[Start of Attachment]

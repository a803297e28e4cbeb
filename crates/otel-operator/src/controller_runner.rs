//! Controller runner - builds controller futures for each parent kind
//!
//! Each `build_*` function returns a Vec of boxed futures that the caller
//! drives. Every controller watches its parent kind, the namespaced child
//! kinds it owns (feeding its owner index from the same streams) and the
//! capability registry, which re-reconciles every parent on a change.

use std::fmt::Debug;
use std::future::Future;
use std::pin::Pin;
use std::sync::Arc;

use futures::StreamExt;
use kube::api::DynamicObject;
use kube::runtime::controller::Config as ControllerConfig;
use kube::runtime::watcher::{self, Config as WatcherConfig};
use kube::runtime::{Controller, WatchStreamExt};
use kube::{Api, Client, Resource};
use serde::de::DeserializeOwned;

use otel_common::crd::{ClusterObservability, OpAMPBridge, OpenTelemetryCollector, TargetAllocator};
use otel_common::featuregate::FeatureGates;
use otel_common::{labels, OPERATOR_NAME};
use otel_reconcile::{CapabilityRegistry, ControllerRole};

use crate::controller::{self, error_policy, Context};

/// Watcher timeout (seconds) - must be less than client read_timeout (30s)
/// This forces the API server to close the watch before the client times out,
/// preventing "body read timed out" errors on idle watches.
const WATCH_TIMEOUT_SECS: u32 = 25;

/// A controller future ready to be driven
pub type ControllerFuture = Pin<Box<dyn Future<Output = ()> + Send>>;

/// Settings shared by every controller
#[derive(Clone)]
pub struct ControllerSettings {
    /// Capability snapshot and change notifications
    pub registry: Arc<CapabilityRegistry>,
    /// Startup feature gates
    pub gates: Arc<FeatureGates>,
    /// Maximum concurrent reconciles per controller
    pub concurrency: u16,
    /// Restrict watches to one namespace
    pub watch_namespace: Option<String>,
}

/// Build the OpenTelemetryCollector controller
pub fn build_collector_controllers(client: Client, settings: &ControllerSettings) -> Vec<ControllerFuture> {
    let ctx = context(ControllerRole::Collector, &client, settings);
    tracing::info!("- OpenTelemetryCollector controller");
    vec![Box::pin(
        controller_for::<OpenTelemetryCollector>(&client, settings, &ctx)
            .run(controller::collector::reconcile, error_policy, ctx)
            .for_each(log_reconcile_result("OpenTelemetryCollector")),
    )]
}

/// Build the TargetAllocator controller
pub fn build_target_allocator_controllers(client: Client, settings: &ControllerSettings) -> Vec<ControllerFuture> {
    let ctx = context(ControllerRole::TargetAllocator, &client, settings);
    tracing::info!("- TargetAllocator controller");
    vec![Box::pin(
        controller_for::<TargetAllocator>(&client, settings, &ctx)
            .run(controller::target_allocator::reconcile, error_policy, ctx)
            .for_each(log_reconcile_result("TargetAllocator")),
    )]
}

/// Build the OpAMPBridge controller
pub fn build_bridge_controllers(client: Client, settings: &ControllerSettings) -> Vec<ControllerFuture> {
    let ctx = context(ControllerRole::OpAMPBridge, &client, settings);
    tracing::info!("- OpAMPBridge controller");
    vec![Box::pin(
        controller_for::<OpAMPBridge>(&client, settings, &ctx)
            .run(controller::bridge::reconcile, error_policy, ctx)
            .for_each(log_reconcile_result("OpAMPBridge")),
    )]
}

/// Build the ClusterObservability controller.
///
/// Instances are watched cluster-wide even with a watch namespace, since the
/// singleton election has to see every instance.
pub fn build_cluster_observability_controllers(
    client: Client,
    settings: &ControllerSettings,
) -> Vec<ControllerFuture> {
    let ctx = context(ControllerRole::ClusterObservability, &client, settings);
    let settings = ControllerSettings {
        watch_namespace: None,
        ..settings.clone()
    };
    tracing::info!("- ClusterObservability controller");
    vec![Box::pin(
        controller_for::<ClusterObservability>(&client, &settings, &ctx)
            .run(controller::cluster_observability::reconcile, error_policy, ctx)
            .for_each(log_reconcile_result("ClusterObservability")),
    )]
}

/// Every controller the operator runs
pub fn build_all_controllers(client: Client, settings: &ControllerSettings) -> Vec<ControllerFuture> {
    let mut controllers = build_collector_controllers(client.clone(), settings);
    if settings.gates.target_allocator_cr() {
        controllers.extend(build_target_allocator_controllers(client.clone(), settings));
    }
    controllers.extend(build_bridge_controllers(client.clone(), settings));
    controllers.extend(build_cluster_observability_controllers(client, settings));
    controllers
}

fn context(role: ControllerRole, client: &Client, settings: &ControllerSettings) -> Arc<Context> {
    Arc::new(Context::new(
        role,
        client.clone(),
        settings.registry.clone(),
        settings.gates.clone(),
    ))
}

/// Parent watch plus one watch per namespaced child kind owned right now.
///
/// Kinds that only become available later are not watched; lookups for
/// them fall back to listing because their index never syncs.
fn controller_for<K>(client: &Client, settings: &ControllerSettings, ctx: &Arc<Context>) -> Controller<K>
where
    K: Resource<DynamicType = (), Scope = k8s_openapi::NamespaceResourceScope>
        + Clone
        + DeserializeOwned
        + Debug
        + Send
        + Sync
        + 'static,
{
    let parents: Api<K> = match &settings.watch_namespace {
        Some(ns) => Api::namespaced(client.clone(), ns),
        None => Api::all(client.clone()),
    };
    let mut controller = Controller::new(parents, WatcherConfig::default().timeout(WATCH_TIMEOUT_SECS))
        .with_config(ControllerConfig::default().concurrency(settings.concurrency));

    let managed = format!("{}={}", labels::MANAGED_BY, OPERATOR_NAME);
    for kind in ctx.owned_kinds().into_iter().filter(|k| k.is_namespaced()) {
        let ar = kind.api_resource();
        let children: Api<DynamicObject> = match &settings.watch_namespace {
            Some(ns) => Api::namespaced_with(client.clone(), ns, &ar),
            None => Api::all_with(client.clone(), &ar),
        };
        let events = watcher::watcher(
            children,
            WatcherConfig::default()
                .labels(&managed)
                .timeout(WATCH_TIMEOUT_SECS),
        )
        .default_backoff();
        let touched = ctx.index.clone().observe_stream(kind, events).touched_objects();
        tracing::debug!(kind = %kind, "Watching owned kind");
        controller = controller.owns_stream_with(touched, ar);
    }

    controller
        .reconcile_all_on(settings.registry.changes())
        .shutdown_on_signal()
}

fn log_reconcile_result<T: std::fmt::Debug, E: std::fmt::Debug>(
    controller_name: &'static str,
) -> impl Fn(Result<T, E>) -> std::future::Ready<()> {
    move |result| {
        match result {
            Ok(action) => tracing::debug!(?action, "{} reconciliation completed", controller_name),
            Err(e) => tracing::error!(error = ?e, "{} reconciliation error", controller_name),
        }
        std::future::ready(())
    }
}
//! OpenTelemetry operator entry point

use std::sync::Arc;

use anyhow::Context as _;
use clap::Parser;
use kube::Client;

use otel_common::crd::all_crds;
use otel_common::leader_election::{LeaderElector, LEADER_LEASE_NAME};
use otel_common::telemetry::init_logging;
use otel_operator::config::OperatorConfig;
use otel_operator::controller_runner::{build_all_controllers, ControllerSettings};
use otel_reconcile::{CapabilityRegistry, KubeCapabilityProbe};

#[tokio::main]
async fn main() -> anyhow::Result<()> {
    let config = OperatorConfig::parse();

    if config.crd {
        let docs = all_crds()
            .iter()
            .map(serde_yaml::to_string)
            .collect::<Result<Vec<_>, _>>()
            .context("failed to serialize CRDs")?;
        println!("{}", docs.join("---\n"));
        return Ok(());
    }

    init_logging(config.log_format).context("failed to initialize logging")?;

    let client = Client::try_default()
        .await
        .context("failed to create Kubernetes client")?;

    let registry = Arc::new(CapabilityRegistry::new(Arc::new(KubeCapabilityProbe::new(
        client.clone(),
    ))));
    let capabilities = registry.refresh().await;
    tracing::info!(generation = capabilities.generation, "Initial capabilities probed");
    let refresher = registry.clone().spawn_refresh_loop(config.refresh_interval());

    let mut guard = if config.leader_elect {
        let elector = Arc::new(LeaderElector::new(
            client.clone(),
            LEADER_LEASE_NAME,
            &config.lease_namespace,
            &config.identity(),
        ));
        Some(elector.acquire().await)
    } else {
        None
    };

    let settings = ControllerSettings {
        registry,
        gates: Arc::new(config.feature_gates.clone()),
        concurrency: config.concurrency.max(1),
        watch_namespace: config.watch_namespace.clone(),
    };

    tracing::info!(
        gates = %settings.gates,
        namespace = settings.watch_namespace.as_deref().unwrap_or("<all>"),
        "Starting controllers"
    );
    let controllers = futures::future::join_all(build_all_controllers(client, &settings));

    let lost = async {
        match guard.as_mut() {
            Some(guard) => guard.lost().await,
            None => std::future::pending().await,
        }
    };

    tokio::select! {
        _ = controllers => {
            tracing::info!("Controllers stopped, shutting down");
        }
        _ = lost => {
            refresher.abort();
            anyhow::bail!("leadership lost");
        }
    }

    refresher.abort();
    if let Some(guard) = guard {
        if let Err(e) = guard.release_leadership().await {
            tracing::warn!(error = %e, "Failed to release leadership");
        }
    }
    Ok(())
}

[End of Attachment]

__ACTIVITY__:
The required output is the exact run of lines from the beginning of the listing above to the line that contains "pub type ControllerFuture", inclusive of both.

__SOLUTION__:
repository a803297e28e4cbeb
filename crates/otel-operator/src/controller_runner.rs
//! Controller runner - builds controller futures for each parent kind
//!
//! Each `build_*` function returns a Vec of boxed futures that the caller
//! drives. Every controller watches its parent kind, the namespaced child
//! kinds it owns (feeding its owner index from the same streams) and the
//! capability registry, which re-reconciles every parent on a change.

use std::fmt::Debug;
use std::future::Future;
use std::pin::Pin;
use std::sync::Arc;

use futures::StreamExt;
use kube::api::DynamicObject;
use kube::runtime::controller::Config as ControllerConfig;
use kube::runtime::watcher::{self, Config as WatcherConfig};
use kube::runtime::{Controller, WatchStreamExt};
use kube::{Api, Client, Resource};
use serde::de::DeserializeOwned;

use otel_common::crd::{ClusterObservability, OpAMPBridge, OpenTelemetryCollector, TargetAllocator};
use otel_common::featuregate::FeatureGates;
use otel_common::{labels, OPERATOR_NAME};
use otel_reconcile::{CapabilityRegistry, ControllerRole};

use crate::controller::{self, error_policy, Context};

/// Watcher timeout (seconds) - must be less than client read_timeout (30s)
/// This forces the API server to close the watch before the client times out,
/// preventing "body read timed out" errors on idle watches.
const WATCH_TIMEOUT_SECS: u32 = 25;

/// A controller future ready to be driven
pub type ControllerFuture = Pin<Box<dyn Future<Output = ()> + Send>>;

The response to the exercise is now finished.